If you’ve seen one giant squid, you’ve seen them all

Researchers’ “very weird” discovery: squids from different parts of the world share the same DNA

(AP Photo/ NHK/NEP/Discovery Channel)

In a DNA study of 43 squid from different parts of the world, including the U.S., Japan, South Africa, New Zealand, scientists came up with findings they’ve described as “very weird.”

In the past, researchers have believed there were eight different species of squids, based on their different appearances and locations.

But this new study—done by a group of international researchers, with findings in the Proceedings of the Royal Society B.—has determined that there is only one species and that these cephalopods have almost identical DNA.

The researchers cannot fully explain this situation, but think that migration plays a part in how squid from Japan and Florida could have the same DNA. Instead of living together, the larval stage squids disperse to different parts of the world ocean.

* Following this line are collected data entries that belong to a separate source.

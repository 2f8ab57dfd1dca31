#![cfg(feature = "excel_test_writer")]

use std::path::Path;

use rust_xlsxwriter::{ExcelDateTime, Format, Workbook};
use sheet_loader::ImportError;
use sheet_loader::config::ConnectionConfig;
use sheet_loader::loading::{Session, connect};
use sheet_loader::pipeline::{ImportOptions, ImportRequest, import_into_session, run_import};
use tempfile::TempDir;

/// `id | name | dept | started | level`, two data rows.
fn write_roster(path: &Path, level: &str) {
    let mut wb = Workbook::new();
    let ws = wb.add_worksheet();
    for (col, name) in ["id", "name", "dept", "started", "level"].iter().enumerate() {
        ws.write_string(0, col as u16, *name).unwrap();
    }

    let date_format = Format::new().set_num_format("yyyy-mm-dd");
    let started = ExcelDateTime::from_ymd(2024, 1, 15).unwrap();

    ws.write_number(1, 0, 1).unwrap();
    ws.write_string(1, 1, "Ann").unwrap();
    ws.write_string(1, 2, "Eng").unwrap();
    ws.write_datetime_with_format(1, 3, &started, &date_format)
        .unwrap();
    ws.write_string(1, 4, level).unwrap();

    ws.write_number(2, 0, 2.5).unwrap();
    ws.write_string(2, 1, "Bo").unwrap();
    ws.write_number(2, 4, 7).unwrap();

    wb.save(path).unwrap();
}

type Row = (String, String, Option<String>, Option<String>, String);

fn fetch_rows(session: &Session, table: &str) -> Vec<Row> {
    let mut stmt = session
        .connection()
        .prepare(&format!("SELECT * FROM {table} ORDER BY id"))
        .unwrap();
    stmt.query_map([], |r| Ok((r.get(0)?, r.get(1)?, r.get(2)?, r.get(3)?, r.get(4)?)))
        .unwrap()
        .collect::<Result<Vec<_>, _>>()
        .unwrap()
}

#[test]
fn xlsx_import_stores_stringified_cells() {
    let dir = TempDir::new().unwrap();
    let path = dir.path().join("roster.xlsx");
    write_roster(&path, "A");

    let mut session = Session::open_in_memory().unwrap();
    let report = import_into_session(
        &mut session,
        &ImportRequest::new(&path, "roster"),
        &ImportOptions::default(),
    )
    .unwrap();
    assert_eq!(report.columns, 5);
    assert_eq!(report.rows, 2);

    let rows = fetch_rows(&session, "roster");
    assert_eq!(
        rows[0],
        (
            "1".to_string(),
            "Ann".to_string(),
            Some("Eng".to_string()),
            Some("2024-01-15 00:00:00".to_string()),
            "A".to_string()
        )
    );
    assert_eq!(
        rows[1],
        ("2.5".to_string(), "Bo".to_string(), None, None, "7".to_string())
    );
}

#[test]
fn xlsx_run_import_into_duckdb_file() {
    let dir = TempDir::new().unwrap();
    let path = dir.path().join("roster.xlsx");
    write_roster(&path, "A");
    let db = dir.path().join("warehouse.duckdb");
    let config = ConnectionConfig::duckdb(db.to_str().unwrap());

    run_import(&ImportRequest::new(&path, "Personalplan_Import"), &config, &ImportOptions::default())
        .unwrap();

    let session = connect(&config).unwrap();
    let count: i64 = session
        .connection()
        .query_row("SELECT count(*) FROM \"Personalplan_Import\"", [], |r| r.get(0))
        .unwrap();
    assert_eq!(count, 2);
}

#[test]
fn xlsx_over_width_cell_rolls_back() {
    let dir = TempDir::new().unwrap();
    let good = dir.path().join("good.xlsx");
    let wide = dir.path().join("wide.xlsx");
    write_roster(&good, "A");
    write_roster(&wide, "far too wide for nine");

    let mut session = Session::open_in_memory().unwrap();
    import_into_session(&mut session, &ImportRequest::new(&good, "roster"), &ImportOptions::default())
        .unwrap();

    let err = import_into_session(&mut session, &ImportRequest::new(&wide, "roster"), &ImportOptions::default())
        .unwrap_err();
    assert!(matches!(err, ImportError::Insert { row: 1, .. }));

    let rows = fetch_rows(&session, "roster");
    assert_eq!(rows[0].4, "A");
}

Nature journal speculates that this similar genetic sequencing means there was an “evolutionary bottleneck” and that they were likely driven close to extinction in the past—and that they are susceptible to future problems in that area.

Not much is known about this deep-water living creature. And its size and mysteriousness has made it an inspiration for sea-monster legends—like the Scandinavian ship-destroying Kraken. While some believe they can reach 50m in length, scientists prefer an estimate of 18m.